RACISM. The city of Flint is 60% black, and about 40% of those black lives live in poverty, according to Quick Facts at US Census.gov. Poor black people are easy to ignore. They have no clout. Despite Flint’s white mayor at the time, Dayne Walling, Flint has a reputation for being a black community. You doubt? Run a media mention search and see for yourself.
What can you do?
1) Keep the pressure on your elected officials. Remind them that this is the United States, and safe drinking water is not a negotiable item.
- You might also be interested to know that the City of Flint has continued to issue water bills and shut-off notices to residents for water that they cannot use. The state Attorney General has asked them to stop. As of 9:00 am, January 20, no response.
2) Email President Obama and thank him for signing an emergency act that unlocks around $5,000,000 in aid.

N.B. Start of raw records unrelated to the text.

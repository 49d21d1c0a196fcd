//! Synthetic event generation for the scheduler.
//!
//! Each scheduler tick makes exactly one choice. Market synthesis only
//! happens in demo mode; forecasts and the zero-cost events run in both.

use rand::seq::SliceRandom;
use rand::Rng;

use crate::data::{self, headlines, quiz};
use crate::market::{SYMBOLS, TECH_SYMBOLS};
use crate::types::{
    EnrichmentState, EventId, GlobalMarketEvent, MarketEvent, ModifierKind, NewsArticle, Outcome,
    Polarity, PricePoint, QuizEvent, QuizKind, RecommendationEvent,
};

/// Chance that a market slot becomes a global modifier instead.
pub const MODIFIER_CHANCE: f64 = 0.15;

/// Share of quizzes that block play until answered.
pub const MANDATORY_QUIZ_CHANCE: f64 = 0.2;

/// Lanes available to market and forecast events.
pub const EVENT_LANES: u8 = 3;

const HISTORY_LEN: u32 = 15;
const MIN_REWARD: f64 = 50.0;
const MAX_REWARD: f64 = 100.0;

#[derive(Debug, Clone, Copy, PartialEq, Eq)]
pub enum DemoAction {
    Market,
    Forecast,
    Quiz,
    Recommendation,
}

/// One action for this tick. Outside demo mode the market slot rolls into a forecast.
pub fn choose_action<R: Rng + ?Sized>(rng: &mut R, demo: bool) -> DemoAction {
    let r: f64 = rng.gen();
    if demo && r < 0.33 {
        DemoAction::Market
    } else if r < 0.66 {
        DemoAction::Forecast
    } else if rng.gen_bool(0.5) {
        DemoAction::Quiz
    } else {
        DemoAction::Recommendation
    }
}

pub fn random_lane<R: Rng + ?Sized>(rng: &mut R) -> u8 {
    rng.gen_range(0..EVENT_LANES)
}

pub fn random_symbol<R: Rng + ?Sized>(rng: &mut R, pool: &[&'static str]) -> &'static str {
    pool.choose(rng).copied().unwrap_or(SYMBOLS[0])
}

/// Advisory pulse for demo mode: -1, 0 or 1.
pub fn market_pulse<R: Rng + ?Sized>(rng: &mut R) -> i8 {
    rng.gen_range(-1..=1)
}

pub fn global_modifier<R: Rng + ?Sized>(id: EventId, duration_secs: u64, rng: &mut R) -> GlobalMarketEvent {
    let (kind, title, description) = if rng.gen_bool(0.5) {
        (
            ModifierKind::Shock,
            "Market Shock!",
            "Negative news drags the market down!",
        )
    } else {
        (
            ModifierKind::Streak,
            "Sector Rally!",
            "Tech sector booms on breakthrough news!",
        )
    };
    GlobalMarketEvent {
        id,
        kind,
        title: title.into(),
        description: description.into(),
        duration_secs,
        active: true,
    }
}

/// A synthetic price move, biased by the active modifier.
#[derive(Debug, Clone, PartialEq)]
pub struct SyntheticMove {
    pub symbol: &'static str,
    pub pct: f64,
}

pub fn synthetic_move<R: Rng + ?Sized>(rng: &mut R, modifier: Option<ModifierKind>) -> SyntheticMove {
    let pct = (rng.gen::<f64>() - 0.45) * 5.0;
    match modifier {
        Some(ModifierKind::Shock) => SyntheticMove {
            symbol: random_symbol(rng, SYMBOLS),
            pct: -pct.abs(),
        },
        Some(ModifierKind::Streak) => SyntheticMove {
            symbol: random_symbol(rng, TECH_SYMBOLS),
            pct: pct.abs(),
        },
        None => SyntheticMove {
            symbol: random_symbol(rng, SYMBOLS),
            pct,
        },
    }
}

/// Provisional market event for a synthetic move, with a wavy local history.
pub fn synthetic_event<R: Rng + ?Sized>(id: EventId, mv: &SyntheticMove, rng: &mut R) -> MarketEvent {
    let polarity = Polarity::from_change(mv.pct);
    let value = (mv.pct * 10.0).abs() + 5.0;
    let price_history = (0..HISTORY_LEN)
        .map(|i| PricePoint {
            time: i,
            price: 100.0 + (i as f64).sin() * mv.pct + (rng.gen::<f64>() - 0.5) * 2.0,
        })
        .collect();

    MarketEvent {
        id,
        lane: random_lane(rng),
        polarity,
        symbol: mv.symbol.to_string(),
        value: value * polarity.sign(),
        title: "Market Movement".into(),
        explanation: "Price has changed.".into(),
        news: NewsArticle {
            headline: headlines::mock_headline(mv.symbol, rng),
            source: "MarketWatch".into(),
            url: String::new(),
        },
        price_history,
        analysis: None,
        enrichment: EnrichmentState::Provisional,
    }
}

pub fn forecast_outcome<R: Rng + ?Sized>(rng: &mut R) -> Outcome {
    if rng.gen_bool(0.5) {
        Outcome::Bullish
    } else {
        Outcome::Bearish
    }
}

pub fn forecast_reward<R: Rng + ?Sized>(rng: &mut R) -> f64 {
    rng.gen_range(MIN_REWARD..MAX_REWARD)
}

pub fn quiz_event<R: Rng + ?Sized>(id: EventId, rng: &mut R) -> QuizEvent {
    let kind = if rng.gen_bool(MANDATORY_QUIZ_CHANCE) {
        QuizKind::Mandatory
    } else {
        QuizKind::Optional
    };
    let text = match kind {
        QuizKind::Mandatory => "Pop quiz! Answer to keep playing.",
        QuizKind::Optional => "Test your knowledge!",
    };
    QuizEvent {
        id,
        lane: 0,
        kind,
        question: quiz::random_question(rng),
        text: text.into(),
    }
}

pub fn recommendation_event<R: Rng + ?Sized>(id: EventId, rng: &mut R) -> RecommendationEvent {
    RecommendationEvent {
        id,
        lane: 0,
        text: data::random_recommendation(rng).to_string(),
    }
}

// ---------------------------------------------------------------------------
// Tests
// ---------------------------------------------------------------------------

3) Vote for people who understand what the hell is going on.
I was aghast, but not surprised, when I read yesterday morning that presidential candidate Marco Rubio said he hadn’t been “briefed or apprised and so was unable to comment upon the situation.” Really, Marco? FFS, it’s been on CNN, the New York Times, the freaking BBC, NPR, and probably Rush Limbaugh. And you don’t know what the hell is going on? Do you not pay attention? Marco, this is a political issue, not a jurisdictional one, and time will most likely show that just like Chris Christie shut down a bridge because he’s a pissy little man, Rick Snyder chose to ignore the poisoning of people who could do him no good.
4) Help out, if you are able. Contribute to water and filter drives. The need for bottled potable water in Flint, Michigan will continue long after the media spotlight begins to shine somewhere else.
About last night.
Governor Snyder made his State of the State address. He took responsibility for the crisis, spread some of the blame to the people of Flint, and pledged to do all that was possible to make amends, ameliorate the crisis, and solve the related problems moving forward.
That’s good, but it raises the bigger question:
Without the spotlight of the national media in full glare upon him, would the willful and criminal poisoning of Flint’s residents be anything greater to Snyder than an irritating and blood-filled tick attached to his rump?